Mother Teresa’s work continues, in India and around the world

The nun, from the Missionaries of Charity order founded by Mother Teresa in 1950, points to a bassinet.

“This child lost her mother at the birth,” she says.

“She delivered triplets … and the husband did not take her to the hospital for birth. The mother died and the two other siblings died.”

Five-month-old HirashmiPHOTO: Hirashmi has been taken in by the Missionaries of Charity order. (ABC News: James Bennett)

The baby girl’s name is Hirashmi. She is five months old.

Sister Joan of Arc says the girl has a father and grandmother, but they cannot care for her.

The facility, she says, can accommodate about 100 to 130 people. Sister Joan of Arc cares for roughly 50 smaller children.

The majority, she says, have similar stories to baby Hirashmi.

“Mostly they are from the footpath, [train] stations, severely malnourished,” she says.

Shishu Bhavan is one of the Missionaries of Charity’s oldest homes.

Today the order, more than 5,000 strong globally, cares for impoverished, ill and aging people in more than 130 countries, with homes like Shishu Bhavan for orphans, but also hospices for the dying, AIDS and leprosy patients, centres for women and soup kitchens to feed the homeless.

A life-changing legacy

“I wouldn’t be sitting here talking to you if she [Mother Teresa] wasn’t in my life,” Gautam Lewis says simply.

The orphan and polio survivor is one of thousands who passed through Shishu Bhavan, but his is a remarkable tale of luck and success.

Gautam LewisPHOTO: Mother Teresa’s nuns took polio survivor Gautam Lewis in. (ABC News: James Bennett)

“I survived polio at a time and a place in Kolkata where one in five children were dying of polio, then restarted my life in the care of Mother Teresa,” he says.

Born in Kolkata (then Calcutta) in approximately 1977 to destitute parents, he was taken in by Mother Teresa’s nuns.

“Mother Teresa was the root that changed my destiny from poverty to everything else,” he says.

He was later adopted and raised in the UK, where he has worked in the music industry, learnt to fly and built a charity himself to give underprivileged children a chance to take to the air.

Mr Lewis says he could not face India for many years, partially because he felt guilt for his personal good fortune.

But he has now made several trips, exploring his past with a self-made documentary and photography exhibition paying homage to Mother Teresa’s work and those who have continued it after her death.

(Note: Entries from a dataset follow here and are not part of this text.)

//! core::graph
//!
//! Compressed adjacency (CSR) representation of the lattice graph.
//!
//! # Architecture
//!
//! The graph is stored as two flat tables:
//! - `neighbours`: every vertex's neighbour list, concatenated
//! - `offsets`: `N + 1` entries; vertex `v` owns
//!   `neighbours[offsets[v]..offsets[v + 1]]`
//!
//! No per-vertex allocation is made. Lattices are built once by
//! [`CsrGraph::lattice`] and never mutated afterwards.
//!
//! # Invariants
//!
//! - `offsets[0] == 0`, `offsets[N] == neighbours.len()`, non-decreasing
//! - Adjacency is symmetric (the lattice is undirected)
//! - No self-loops, no duplicate entries within a neighbour list
//! - Lattice neighbour lists are ordered left, right, down, up

use super::types::{Dimensions, VertexId};
use thiserror::Error;

/// Errors from CSR validation.
#[derive(Debug, Error, PartialEq, Eq)]
pub enum GraphError {
    #[error("offset table is empty; expected N + 1 entries")]
    EmptyOffsets,

    #[error("too many vertices for 32-bit ids: {0}")]
    TooManyVertices(usize),

    #[error("offsets[0] must be 0, got {0}")]
    NonZeroStart(usize),

    #[error("offsets decrease at vertex {vertex}")]
    NonMonotonic { vertex: usize },

    #[error("offsets end at {last} but neighbour table has {len} entries")]
    LengthMismatch { last: usize, len: usize },

    #[error("vertex {vertex} lists out-of-range neighbour {neighbour}")]
    OutOfRange { vertex: usize, neighbour: VertexId },

    #[error("vertex {0} lists itself as a neighbour")]
    SelfLoop(usize),

    #[error("vertex {vertex} lists neighbour {neighbour} more than once")]
    DuplicateNeighbour { vertex: usize, neighbour: VertexId },

    #[error("edge {from} -> {to} has no reverse edge")]
    Asymmetric { from: usize, to: VertexId },
}

/// Undirected graph in compressed sparse row form.
#[derive(Debug, Clone, PartialEq, Eq)]
pub struct CsrGraph {
    neighbours: Vec<VertexId>,
    offsets: Vec<usize>,
}

impl CsrGraph {
    /// Build the orthogonal 4-neighbour lattice for `dims`.
    ///
    /// Vertex `I = j + i * cols` gets its neighbours appended in the order
    /// left (`I - 1`), right (`I + 1`), down (`I + cols`), up (`I - cols`),
    /// skipping those that fall off the grid. The colorer's traversal order
    /// depends on this ordering.
    ///
    /// # Example
    ///
    /// ```
    /// use gridcolor::core::graph::CsrGraph;
    /// use gridcolor::core::types::Dimensions;
    ///
    /// let graph = CsrGraph::lattice(Dimensions::new(2, 2).unwrap());
    /// assert_eq!(graph.neighbours(0), &[1, 2]);
    /// assert_eq!(graph.neighbours(3), &[2, 1]);
    /// assert_eq!(graph.num_edges(), 4);
    /// ```
    pub fn lattice(dims: Dimensions) -> Self {
        let (ni, nj) = (dims.rows(), dims.cols());
        let mut offsets = Vec::with_capacity(dims.num_vertices() + 1);
        let mut neighbours = Vec::with_capacity(dims.num_endpoints());

        for i in 0..ni {
            for j in 0..nj {
                offsets.push(neighbours.len());
                let v = dims.index(i, j);
                if j > 0 {
                    neighbours.push(v - 1);
                }
                if j < nj - 1 {
                    neighbours.push(v + 1);
                }
                if i < ni - 1 {
                    neighbours.push(v + nj);
                }
                if i > 0 {
                    neighbours.push(v - nj);
                }
            }
        }
        offsets.push(neighbours.len());

        Self {
            neighbours,
            offsets,
        }
    }

    /// Assemble a graph from raw CSR tables, validating every invariant.
    ///
    /// # Errors
    ///
    /// Returns the first [`GraphError`] found by [`CsrGraph::validate`].
    pub fn from_parts(offsets: Vec<usize>, neighbours: Vec<VertexId>) -> Result<Self, GraphError> {
        let graph = Self {
            neighbours,
            offsets,
        };
        graph.validate()?;
        Ok(graph)
    }

    /// Check the CSR invariants.
    pub fn validate(&self) -> Result<(), GraphError> {
        let (&first, _) = self.offsets.split_first().ok_or(GraphError::EmptyOffsets)?;
        let n = self.num_vertices();
        if n > VertexId::MAX as usize {
            return Err(GraphError::TooManyVertices(n));
        }
        if first != 0 {
            return Err(GraphError::NonZeroStart(first));
        }
        for (vertex, pair) in self.offsets.windows(2).enumerate() {
            if pair[0] > pair[1] {
                return Err(GraphError::NonMonotonic { vertex });
            }
        }
        let last = self.offsets[n];
        if last != self.neighbours.len() {
            return Err(GraphError::LengthMismatch {
                last,
                len: self.neighbours.len(),
            });
        }

        for vertex in 0..n {
            let list = self.row(vertex);
            for (pos, &neighbour) in list.iter().enumerate() {
                if neighbour as usize >= n {
                    return Err(GraphError::OutOfRange { vertex, neighbour });
                }
                if neighbour as usize == vertex {
                    return Err(GraphError::SelfLoop(vertex));
                }
                if list[..pos].contains(&neighbour) {
                    return Err(GraphError::DuplicateNeighbour { vertex, neighbour });
                }
            }
        }

        // Symmetry is checked once every id is known to be in range.
        for vertex in 0..n {
            for &to in self.row(vertex) {
                if !self.row(to as usize).contains(&(vertex as VertexId)) {
                    return Err(GraphError::Asymmetric { from: vertex, to });
                }
            }
        }

        Ok(())
    }

    /// Number of vertices `N`.
    pub fn num_vertices(&self) -> usize {
        self.offsets.len().saturating_sub(1)
    }

    /// Check if the graph has no vertices.
    pub fn is_empty(&self) -> bool {
        self.num_vertices() == 0
    }

    /// Number of undirected edges.
    pub fn num_edges(&self) -> usize {
        self.neighbours.len() / 2
    }

    /// Neighbours of `v`, in insertion order.
    ///
    /// # Panics
    ///
    /// Panics if `v` is not a vertex of this graph.
    pub fn neighbours(&self, v: VertexId) -> &[VertexId] {
        self.row(v as usize)
    }

    /// Degree of `v`.
    pub fn degree(&self, v: VertexId) -> usize {
        let v = v as usize;
        self.offsets[v + 1] - self.offsets[v]
    }

    /// Check if `a` and `b` are adjacent.
    pub fn has_edge(&self, a: VertexId, b: VertexId) -> bool {
        self.neighbours(a).contains(&b)
    }

    /// The flat neighbour table.
    pub fn neighbour_table(&self) -> &[VertexId] {
        &self.neighbours
    }

    /// The offset table (`N + 1` entries).
    pub fn offsets(&self) -> &[usize] {
        &self.offsets
    }

    /// Iterate over each undirected edge once, as `(i, k)` with `i > k`.
    ///
    /// Edges come out grouped by `i` in vertex order, and within a vertex in
    /// neighbour-list order.
    pub fn edges(&self) -> impl Iterator<Item = (VertexId, VertexId)> + '_ {
        (0..self.num_vertices()).flat_map(move |i| {
            let i = i as VertexId;
            self.neighbours(i)
                .iter()
                .filter(move |&&k| i > k)
                .map(move |&k| (i, k))
        })
    }

    fn row(&self, v: usize) -> &[VertexId] {
        &self.neighbours[self.offsets[v]..self.offsets[v + 1]]
    }
}

#[cfg(test)]
mod tests {
    use super::*;

    fn lattice(rows: u32, cols: u32) -> CsrGraph {
        CsrGraph::lattice(Dimensions::new(rows, cols).unwrap())
    }

    #[test]
    fn single_vertex_has_no_neighbours() {
        let graph = lattice(1, 1);
        assert_eq!(graph.num_vertices(), 1);
        assert_eq!(graph.offsets(), &[0, 0]);
        assert!(graph.neighbour_table().is_empty());
        assert_eq!(graph.degree(0), 0);
    }

    #[test]
    fn single_row_is_a_path() {
        let graph = lattice(1, 4);
        assert_eq!(graph.neighbours(0), &[1]);
        assert_eq!(graph.neighbours(1), &[0, 2]);
        assert_eq!(graph.neighbours(2), &[1, 3]);
        assert_eq!(graph.neighbours(3), &[2]);
        assert_eq!(graph.num_edges(), 3);
    }

    #[test]
    fn single_column_is_a_path() {
        let graph = lattice(3, 1);
        assert_eq!(graph.neighbours(0), &[1]);
        assert_eq!(graph.neighbours(1), &[2, 0]);
        assert_eq!(graph.neighbours(2), &[1]);
    }

    #[test]
    fn neighbour_order_is_left_right_down_up() {
        // 3x3, centre vertex 4
        let graph = lattice(3, 3);
        assert_eq!(graph.neighbours(4), &[3, 5, 7, 1]);
        assert_eq!(graph.neighbours(0), &[1, 3]);
        assert_eq!(graph.neighbours(8), &[7, 5]);
    }

    #[test]
    fn two_by_two_tables() {
        let graph = lattice(2, 2);
        assert_eq!(graph.offsets(), &[0, 2, 4, 6, 8]);
        assert_eq!(graph.neighbour_table(), &[1, 2, 0, 3, 3, 0, 2, 1]);
    }

    #[test]
    fn offsets_bracket_neighbour_table() {
        let graph = lattice(4, 6);
        assert_eq!(graph.offsets().len(), 25);
        assert_eq!(graph.offsets()[0], 0);
        assert_eq!(graph.offsets()[24], graph.neighbour_table().len());
    }

    #[test]
    fn capacity_matches_endpoint_count() {
        let dims = Dimensions::new(5, 3).unwrap();
        let graph = CsrGraph::lattice(dims);
        assert_eq!(graph.neighbour_table().len(), dims.num_endpoints());
    }

    #[test]
    fn lattices_validate() {
        for (r, c) in [(1, 1), (1, 5), (5, 1), (2, 2), (4, 7)] {
            assert_eq!(lattice(r, c).validate(), Ok(()));
        }
    }

    #[test]
    fn edges_emitted_once_with_larger_first() {
        let graph = lattice(2, 2);
        let edges: Vec<_> = graph.edges().collect();
        assert_eq!(edges, vec![(1, 0), (2, 0), (3, 2), (3, 1)]);
    }

    #[test]
    fn has_edge_is_symmetric() {
        let graph = lattice(3, 4);
        assert!(graph.has_edge(5, 6));
        assert!(graph.has_edge(6, 5));
        assert!(graph.has_edge(1, 5));
        assert!(!graph.has_edge(0, 5));
    }

    mod from_parts {
        use super::*;

        #[test]
        fn accepts_valid_tables() {
            let graph = CsrGraph::from_parts(vec![0, 1, 2], vec![1, 0]).unwrap();
            assert_eq!(graph.num_edges(), 1);
        }

        #[test]
        fn accepts_empty_graph() {
            let graph = CsrGraph::from_parts(vec![0], vec![]).unwrap();
            assert!(graph.is_empty());
        }

        #[test]
        fn rejects_empty_offsets() {
            assert_eq!(
                CsrGraph::from_parts(vec![], vec![]),
                Err(GraphError::EmptyOffsets)
            );
        }

        #[test]
        fn rejects_nonzero_start() {
            assert_eq!(
                CsrGraph::from_parts(vec![1, 1], vec![0]),
                Err(GraphError::NonZeroStart(1))
            );
        }

        #[test]
        fn rejects_decreasing_offsets() {
            assert_eq!(
                CsrGraph::from_parts(vec![0, 2, 1, 2], vec![1, 2]),
                Err(GraphError::NonMonotonic { vertex: 1 })
            );
        }

        #[test]
        fn rejects_length_mismatch() {
            assert_eq!(
                CsrGraph::from_parts(vec![0, 1, 1], vec![1, 0]),
                Err(GraphError::LengthMismatch { last: 1, len: 2 })
            );
        }

        #[test]
        fn rejects_out_of_range() {
            assert_eq!(
                CsrGraph::from_parts(vec![0, 1, 1], vec![5]),
                Err(GraphError::OutOfRange {
                    vertex: 0,
                    neighbour: 5
                })
            );
        }

        #[test]
        fn rejects_self_loop() {
            assert_eq!(
                CsrGraph::from_parts(vec![0, 1], vec![0]),
                Err(GraphError::SelfLoop(0))
            );
        }

        #[test]
        fn rejects_duplicates() {
            assert_eq!(
                CsrGraph::from_parts(vec![0, 2, 4], vec![1, 1, 0, 0]),
                Err(GraphError::DuplicateNeighbour {
                    vertex: 0,
                    neighbour: 1
                })
            );
        }

        #[test]
        fn rejects_one_way_edges() {
            assert_eq!(
                CsrGraph::from_parts(vec![0, 1, 1], vec![1]),
                Err(GraphError::Asymmetric { from: 0, to: 1 })
            );
        }
    }
}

“I do remember there was no favourite one of Mother Teresa. All of her children were equals,” he says.

An example, an inspiration

Archbishop Thomas D’Souza, the leader of Kolkata’s Catholic Archdiocese, says Mother Teresa was a transformative figure because she made those she assisted feel valued.

“That was Mother’s greatness,” he says.

A mere 1 per cent of greater Kolkata’s 14 million citizens are Catholic, but Archbishop D’Souza says the soon-to-be-saint’s willingness to extend her hand to the city’s poor and outcast cut through religious boundaries.

“The initiative she took to look after the poor in different ways, whether they be lepers, downcasts, HIV-aids, dying, etcetera, all this, she has done all this for Kolkata and has inspired us to do the same,” he says.

Gautam Lewis as a childPHOTO: Gautam Lewis is one of thousands of children who passed through Shishu Bhavan. (Supplied: Gautam Lewis)

But critics remain

While her work is widely lauded, Mother Teresa’s methods and beliefs are not universally acclaimed.

She has long been criticised for her staunch anti-abortion views and controversy has surrounded claims she sought to convert dying patients to Catholicism.

Author Aroup Chatterjee, who researched and wrote Mother Teresa: The Untold Story, says there were many documented cases of poor hygiene in the homes she ran.

“I do not think there was any need for re-using needles, which she did as a matter of principle in her so-called home for the dying,” Dr Chatterjee says.

In 1994, several years before Mother Teresa died, British Medical Journal The Lancet also documented evidence of poor medical practices in her facilities.

The Missionaries of Charity says it has since stopped re-using needles and sought to address the shortcomings in its care.

Archbishop D’Souza says Mother Teresa accepted the criticism as part of doing “God’s work”.

Nuns in KolkataPHOTO: Mother Teresa’s Missionaries of Charity continues her work today. (Reuters: Rupak De Chowdhuri)

The work goes on

At the affectionately known “mother house”, on Kolkata’s AJC Bose road, where Mother Teresa lies interred, the nuns carrying on her work will tonight hold a mass to mark her canonization.

But the work will continue.

“It’s our mission to reach out to the very poor,” Sister Joan of Arc, who came to India from southern Germany, says.